[Opening Available data section]

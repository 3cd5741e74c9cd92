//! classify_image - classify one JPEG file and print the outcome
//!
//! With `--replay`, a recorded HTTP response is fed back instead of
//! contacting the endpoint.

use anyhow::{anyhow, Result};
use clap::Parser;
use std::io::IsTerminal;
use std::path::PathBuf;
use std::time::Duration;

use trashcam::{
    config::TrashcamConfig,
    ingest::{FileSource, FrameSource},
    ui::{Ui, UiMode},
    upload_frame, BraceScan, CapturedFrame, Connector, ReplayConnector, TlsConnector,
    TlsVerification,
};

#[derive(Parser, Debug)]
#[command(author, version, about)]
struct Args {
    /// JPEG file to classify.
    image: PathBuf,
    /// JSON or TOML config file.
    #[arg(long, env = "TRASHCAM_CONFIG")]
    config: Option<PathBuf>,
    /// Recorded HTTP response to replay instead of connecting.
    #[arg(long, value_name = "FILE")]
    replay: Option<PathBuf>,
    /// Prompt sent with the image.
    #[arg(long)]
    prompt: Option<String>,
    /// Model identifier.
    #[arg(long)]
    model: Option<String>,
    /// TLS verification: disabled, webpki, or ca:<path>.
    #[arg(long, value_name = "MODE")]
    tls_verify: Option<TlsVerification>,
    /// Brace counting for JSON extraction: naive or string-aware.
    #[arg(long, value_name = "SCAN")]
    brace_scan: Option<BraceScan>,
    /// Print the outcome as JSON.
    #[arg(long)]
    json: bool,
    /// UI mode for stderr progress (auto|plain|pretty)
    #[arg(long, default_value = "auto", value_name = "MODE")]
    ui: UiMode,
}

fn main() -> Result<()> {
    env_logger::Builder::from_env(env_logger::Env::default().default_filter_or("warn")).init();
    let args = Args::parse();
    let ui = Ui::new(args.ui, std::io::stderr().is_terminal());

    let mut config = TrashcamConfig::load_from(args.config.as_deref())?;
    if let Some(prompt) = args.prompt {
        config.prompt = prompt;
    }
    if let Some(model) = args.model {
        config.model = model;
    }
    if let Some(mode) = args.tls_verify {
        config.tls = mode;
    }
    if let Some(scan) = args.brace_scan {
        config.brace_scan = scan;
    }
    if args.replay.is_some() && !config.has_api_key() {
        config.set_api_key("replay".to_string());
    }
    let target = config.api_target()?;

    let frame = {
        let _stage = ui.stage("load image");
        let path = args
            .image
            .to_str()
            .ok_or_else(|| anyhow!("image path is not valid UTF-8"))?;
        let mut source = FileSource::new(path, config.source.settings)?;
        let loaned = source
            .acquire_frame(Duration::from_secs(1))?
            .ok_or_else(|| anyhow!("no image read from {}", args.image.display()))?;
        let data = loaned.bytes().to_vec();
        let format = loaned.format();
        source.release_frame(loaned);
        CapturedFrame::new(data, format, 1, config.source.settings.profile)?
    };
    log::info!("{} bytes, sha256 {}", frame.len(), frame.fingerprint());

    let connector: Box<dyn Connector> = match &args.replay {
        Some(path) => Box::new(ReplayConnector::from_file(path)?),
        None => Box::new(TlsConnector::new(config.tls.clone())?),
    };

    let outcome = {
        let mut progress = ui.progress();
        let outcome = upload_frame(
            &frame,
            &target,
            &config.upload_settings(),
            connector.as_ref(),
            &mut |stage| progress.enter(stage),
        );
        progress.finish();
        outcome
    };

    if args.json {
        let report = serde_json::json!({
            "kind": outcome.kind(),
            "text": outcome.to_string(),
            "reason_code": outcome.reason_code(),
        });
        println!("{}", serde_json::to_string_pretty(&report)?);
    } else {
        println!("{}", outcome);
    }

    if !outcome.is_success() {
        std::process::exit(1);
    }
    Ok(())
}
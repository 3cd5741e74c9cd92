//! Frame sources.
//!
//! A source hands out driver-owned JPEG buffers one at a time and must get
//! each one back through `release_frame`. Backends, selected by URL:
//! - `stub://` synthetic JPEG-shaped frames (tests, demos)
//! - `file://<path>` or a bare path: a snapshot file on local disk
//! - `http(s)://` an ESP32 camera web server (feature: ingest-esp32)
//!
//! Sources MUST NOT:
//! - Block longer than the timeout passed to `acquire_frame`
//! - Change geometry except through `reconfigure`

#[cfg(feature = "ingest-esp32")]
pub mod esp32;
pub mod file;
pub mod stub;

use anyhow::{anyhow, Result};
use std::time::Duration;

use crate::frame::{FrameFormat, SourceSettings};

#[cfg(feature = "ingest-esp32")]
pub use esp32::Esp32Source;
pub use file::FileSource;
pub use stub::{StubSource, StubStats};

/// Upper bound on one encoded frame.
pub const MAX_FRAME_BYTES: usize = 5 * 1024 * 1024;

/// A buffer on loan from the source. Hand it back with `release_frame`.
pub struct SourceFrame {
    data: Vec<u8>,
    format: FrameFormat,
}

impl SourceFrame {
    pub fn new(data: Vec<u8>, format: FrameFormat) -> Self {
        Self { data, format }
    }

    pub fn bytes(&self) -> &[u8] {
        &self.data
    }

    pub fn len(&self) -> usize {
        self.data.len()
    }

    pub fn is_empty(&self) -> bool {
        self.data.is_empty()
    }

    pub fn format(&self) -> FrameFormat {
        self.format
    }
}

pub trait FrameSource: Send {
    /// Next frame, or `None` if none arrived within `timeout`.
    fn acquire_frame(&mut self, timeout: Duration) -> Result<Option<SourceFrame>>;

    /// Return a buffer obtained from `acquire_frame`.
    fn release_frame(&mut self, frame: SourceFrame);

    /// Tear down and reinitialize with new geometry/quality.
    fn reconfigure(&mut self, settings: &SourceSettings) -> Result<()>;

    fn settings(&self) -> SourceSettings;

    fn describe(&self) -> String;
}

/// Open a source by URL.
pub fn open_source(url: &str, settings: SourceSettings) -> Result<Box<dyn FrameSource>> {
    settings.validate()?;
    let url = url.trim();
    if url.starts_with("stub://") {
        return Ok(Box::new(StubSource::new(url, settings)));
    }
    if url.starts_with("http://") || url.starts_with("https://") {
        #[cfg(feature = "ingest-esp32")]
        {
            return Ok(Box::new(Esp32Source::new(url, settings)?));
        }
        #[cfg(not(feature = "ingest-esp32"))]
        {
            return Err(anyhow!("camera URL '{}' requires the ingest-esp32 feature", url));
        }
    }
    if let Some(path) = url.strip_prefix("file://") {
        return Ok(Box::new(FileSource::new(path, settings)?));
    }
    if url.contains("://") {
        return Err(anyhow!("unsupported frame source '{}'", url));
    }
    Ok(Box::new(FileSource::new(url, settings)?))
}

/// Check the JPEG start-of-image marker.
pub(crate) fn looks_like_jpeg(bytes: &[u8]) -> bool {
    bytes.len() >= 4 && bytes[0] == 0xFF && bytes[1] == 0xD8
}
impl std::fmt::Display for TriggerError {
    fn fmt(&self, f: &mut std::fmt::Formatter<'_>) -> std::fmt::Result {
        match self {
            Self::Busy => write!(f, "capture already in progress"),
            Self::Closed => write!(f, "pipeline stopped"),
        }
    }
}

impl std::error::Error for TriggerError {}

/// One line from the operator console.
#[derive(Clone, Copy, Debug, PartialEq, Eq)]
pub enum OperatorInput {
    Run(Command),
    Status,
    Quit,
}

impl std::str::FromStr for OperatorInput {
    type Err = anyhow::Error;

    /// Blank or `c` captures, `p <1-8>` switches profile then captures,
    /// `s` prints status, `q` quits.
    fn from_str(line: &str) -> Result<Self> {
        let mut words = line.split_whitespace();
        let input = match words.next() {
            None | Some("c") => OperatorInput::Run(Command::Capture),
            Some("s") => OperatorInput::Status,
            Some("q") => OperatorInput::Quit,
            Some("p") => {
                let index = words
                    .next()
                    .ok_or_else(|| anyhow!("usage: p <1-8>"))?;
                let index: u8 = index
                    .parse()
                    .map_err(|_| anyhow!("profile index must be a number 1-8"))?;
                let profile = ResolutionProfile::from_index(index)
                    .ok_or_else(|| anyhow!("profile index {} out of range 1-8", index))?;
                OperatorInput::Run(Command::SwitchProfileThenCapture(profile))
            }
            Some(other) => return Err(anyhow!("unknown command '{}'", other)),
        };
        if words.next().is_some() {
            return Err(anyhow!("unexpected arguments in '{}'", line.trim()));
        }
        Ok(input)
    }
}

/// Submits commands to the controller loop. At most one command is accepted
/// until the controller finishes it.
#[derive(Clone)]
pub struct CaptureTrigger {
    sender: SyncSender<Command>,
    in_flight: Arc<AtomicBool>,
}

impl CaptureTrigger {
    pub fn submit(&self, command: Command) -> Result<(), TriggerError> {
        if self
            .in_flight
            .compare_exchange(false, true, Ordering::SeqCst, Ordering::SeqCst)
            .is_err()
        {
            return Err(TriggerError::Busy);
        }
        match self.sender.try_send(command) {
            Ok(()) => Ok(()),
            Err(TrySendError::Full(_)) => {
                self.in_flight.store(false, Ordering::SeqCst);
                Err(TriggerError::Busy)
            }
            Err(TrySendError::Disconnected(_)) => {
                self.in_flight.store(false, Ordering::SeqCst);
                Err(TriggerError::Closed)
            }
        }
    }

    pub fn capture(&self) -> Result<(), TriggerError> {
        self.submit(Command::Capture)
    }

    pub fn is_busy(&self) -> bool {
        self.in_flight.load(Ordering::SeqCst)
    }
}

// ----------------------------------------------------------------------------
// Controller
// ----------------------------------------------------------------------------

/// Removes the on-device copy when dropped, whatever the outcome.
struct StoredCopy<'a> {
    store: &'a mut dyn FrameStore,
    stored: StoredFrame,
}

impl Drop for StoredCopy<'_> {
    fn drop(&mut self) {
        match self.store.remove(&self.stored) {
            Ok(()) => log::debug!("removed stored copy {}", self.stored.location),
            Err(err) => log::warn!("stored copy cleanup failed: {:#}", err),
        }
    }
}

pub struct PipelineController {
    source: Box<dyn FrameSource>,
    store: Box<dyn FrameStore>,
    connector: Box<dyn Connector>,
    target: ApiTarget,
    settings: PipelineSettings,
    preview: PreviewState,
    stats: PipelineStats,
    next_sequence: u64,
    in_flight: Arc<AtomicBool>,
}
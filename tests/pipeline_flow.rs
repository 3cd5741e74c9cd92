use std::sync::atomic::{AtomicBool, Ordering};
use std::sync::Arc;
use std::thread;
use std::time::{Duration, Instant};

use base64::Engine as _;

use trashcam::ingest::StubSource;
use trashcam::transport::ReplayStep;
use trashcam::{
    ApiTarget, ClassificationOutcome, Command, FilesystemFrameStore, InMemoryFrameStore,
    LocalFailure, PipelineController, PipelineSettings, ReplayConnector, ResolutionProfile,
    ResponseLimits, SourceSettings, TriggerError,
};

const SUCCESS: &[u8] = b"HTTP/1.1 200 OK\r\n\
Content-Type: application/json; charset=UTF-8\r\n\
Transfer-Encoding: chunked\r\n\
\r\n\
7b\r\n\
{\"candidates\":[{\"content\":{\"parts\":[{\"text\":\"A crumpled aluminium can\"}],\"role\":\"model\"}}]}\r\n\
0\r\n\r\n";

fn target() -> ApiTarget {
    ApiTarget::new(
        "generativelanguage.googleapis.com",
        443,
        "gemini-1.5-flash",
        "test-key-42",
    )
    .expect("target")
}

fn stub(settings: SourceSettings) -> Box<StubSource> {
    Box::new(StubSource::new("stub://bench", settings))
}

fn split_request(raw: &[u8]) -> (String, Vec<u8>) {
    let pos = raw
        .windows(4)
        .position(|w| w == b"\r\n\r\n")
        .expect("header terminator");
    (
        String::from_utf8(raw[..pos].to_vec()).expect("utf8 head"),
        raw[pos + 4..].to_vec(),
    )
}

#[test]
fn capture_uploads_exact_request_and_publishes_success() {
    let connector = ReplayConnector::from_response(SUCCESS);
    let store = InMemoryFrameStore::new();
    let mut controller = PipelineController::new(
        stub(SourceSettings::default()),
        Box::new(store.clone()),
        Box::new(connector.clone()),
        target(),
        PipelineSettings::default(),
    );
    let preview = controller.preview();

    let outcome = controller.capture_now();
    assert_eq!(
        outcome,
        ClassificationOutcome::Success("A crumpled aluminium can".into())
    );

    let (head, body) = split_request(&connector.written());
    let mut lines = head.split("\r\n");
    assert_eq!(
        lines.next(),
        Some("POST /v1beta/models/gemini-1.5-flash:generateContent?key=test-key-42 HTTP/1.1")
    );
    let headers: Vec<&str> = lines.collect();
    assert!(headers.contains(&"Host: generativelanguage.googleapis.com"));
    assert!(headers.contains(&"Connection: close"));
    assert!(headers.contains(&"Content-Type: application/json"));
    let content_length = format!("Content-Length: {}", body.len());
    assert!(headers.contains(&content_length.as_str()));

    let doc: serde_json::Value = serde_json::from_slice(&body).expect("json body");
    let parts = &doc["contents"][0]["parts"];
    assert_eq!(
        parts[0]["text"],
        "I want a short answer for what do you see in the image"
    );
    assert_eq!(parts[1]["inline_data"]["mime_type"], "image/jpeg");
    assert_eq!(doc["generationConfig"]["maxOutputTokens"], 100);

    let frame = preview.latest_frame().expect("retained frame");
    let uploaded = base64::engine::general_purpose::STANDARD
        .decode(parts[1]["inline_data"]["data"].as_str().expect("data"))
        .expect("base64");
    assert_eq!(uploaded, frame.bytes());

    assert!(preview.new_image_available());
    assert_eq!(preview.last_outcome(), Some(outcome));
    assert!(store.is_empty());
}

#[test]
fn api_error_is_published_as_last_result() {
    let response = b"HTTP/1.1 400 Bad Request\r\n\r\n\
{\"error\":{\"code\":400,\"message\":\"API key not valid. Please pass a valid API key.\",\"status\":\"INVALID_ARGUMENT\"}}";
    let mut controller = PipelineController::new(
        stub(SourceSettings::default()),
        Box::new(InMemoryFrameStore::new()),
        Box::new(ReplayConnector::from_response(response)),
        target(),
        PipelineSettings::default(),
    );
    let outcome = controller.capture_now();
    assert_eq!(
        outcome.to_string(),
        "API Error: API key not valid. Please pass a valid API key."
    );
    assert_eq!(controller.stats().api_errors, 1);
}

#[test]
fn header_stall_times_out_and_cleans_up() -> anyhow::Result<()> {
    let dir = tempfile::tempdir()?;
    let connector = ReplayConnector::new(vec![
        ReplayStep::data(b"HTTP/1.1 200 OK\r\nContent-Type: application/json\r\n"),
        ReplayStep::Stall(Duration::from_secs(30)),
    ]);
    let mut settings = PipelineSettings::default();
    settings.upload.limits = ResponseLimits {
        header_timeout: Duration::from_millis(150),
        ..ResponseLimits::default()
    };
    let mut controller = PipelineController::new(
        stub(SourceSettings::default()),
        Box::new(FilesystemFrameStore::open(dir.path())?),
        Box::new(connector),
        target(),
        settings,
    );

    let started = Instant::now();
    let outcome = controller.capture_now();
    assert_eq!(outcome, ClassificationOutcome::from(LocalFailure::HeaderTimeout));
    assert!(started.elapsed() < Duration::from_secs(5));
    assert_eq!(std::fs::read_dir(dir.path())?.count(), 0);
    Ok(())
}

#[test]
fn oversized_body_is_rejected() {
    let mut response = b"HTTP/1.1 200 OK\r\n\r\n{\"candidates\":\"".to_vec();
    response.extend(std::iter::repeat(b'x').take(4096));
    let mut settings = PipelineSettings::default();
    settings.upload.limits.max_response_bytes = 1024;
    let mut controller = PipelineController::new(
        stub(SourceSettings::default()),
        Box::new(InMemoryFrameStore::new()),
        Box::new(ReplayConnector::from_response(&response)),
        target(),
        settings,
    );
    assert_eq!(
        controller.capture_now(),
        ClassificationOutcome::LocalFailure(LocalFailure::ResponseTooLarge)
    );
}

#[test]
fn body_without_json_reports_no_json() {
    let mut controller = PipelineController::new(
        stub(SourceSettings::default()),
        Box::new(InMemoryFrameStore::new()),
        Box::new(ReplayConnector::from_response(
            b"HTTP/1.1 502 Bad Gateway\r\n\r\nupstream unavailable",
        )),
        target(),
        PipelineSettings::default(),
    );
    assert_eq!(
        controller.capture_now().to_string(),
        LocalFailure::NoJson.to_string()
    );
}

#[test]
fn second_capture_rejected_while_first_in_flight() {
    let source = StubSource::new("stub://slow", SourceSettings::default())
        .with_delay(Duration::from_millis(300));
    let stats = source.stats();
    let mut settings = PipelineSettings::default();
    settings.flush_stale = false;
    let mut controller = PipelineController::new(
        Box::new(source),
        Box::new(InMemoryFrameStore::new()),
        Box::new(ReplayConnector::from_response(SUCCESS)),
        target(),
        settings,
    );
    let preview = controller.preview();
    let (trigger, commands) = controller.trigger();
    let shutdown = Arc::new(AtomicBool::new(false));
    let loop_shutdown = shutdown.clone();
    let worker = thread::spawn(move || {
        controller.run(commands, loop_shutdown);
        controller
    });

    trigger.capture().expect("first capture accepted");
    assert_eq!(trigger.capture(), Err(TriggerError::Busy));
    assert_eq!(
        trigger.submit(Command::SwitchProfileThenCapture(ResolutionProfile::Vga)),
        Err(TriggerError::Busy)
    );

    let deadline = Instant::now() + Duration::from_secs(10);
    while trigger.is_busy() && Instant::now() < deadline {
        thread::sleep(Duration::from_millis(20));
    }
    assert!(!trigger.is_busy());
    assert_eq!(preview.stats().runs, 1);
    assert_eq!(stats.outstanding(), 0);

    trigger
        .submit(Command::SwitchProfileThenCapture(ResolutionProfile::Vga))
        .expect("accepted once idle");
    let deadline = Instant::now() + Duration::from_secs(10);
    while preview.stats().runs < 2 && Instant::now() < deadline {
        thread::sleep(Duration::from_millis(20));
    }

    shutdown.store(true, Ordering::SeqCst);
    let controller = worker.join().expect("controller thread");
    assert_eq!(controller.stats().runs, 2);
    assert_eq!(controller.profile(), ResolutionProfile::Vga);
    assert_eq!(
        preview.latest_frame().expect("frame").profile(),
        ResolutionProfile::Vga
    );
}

[Closing Available data section]

**The task**
Looking only at the data above, say how many of its lines contain the string "stderr", and nothing more.

**Solution for this problem**
2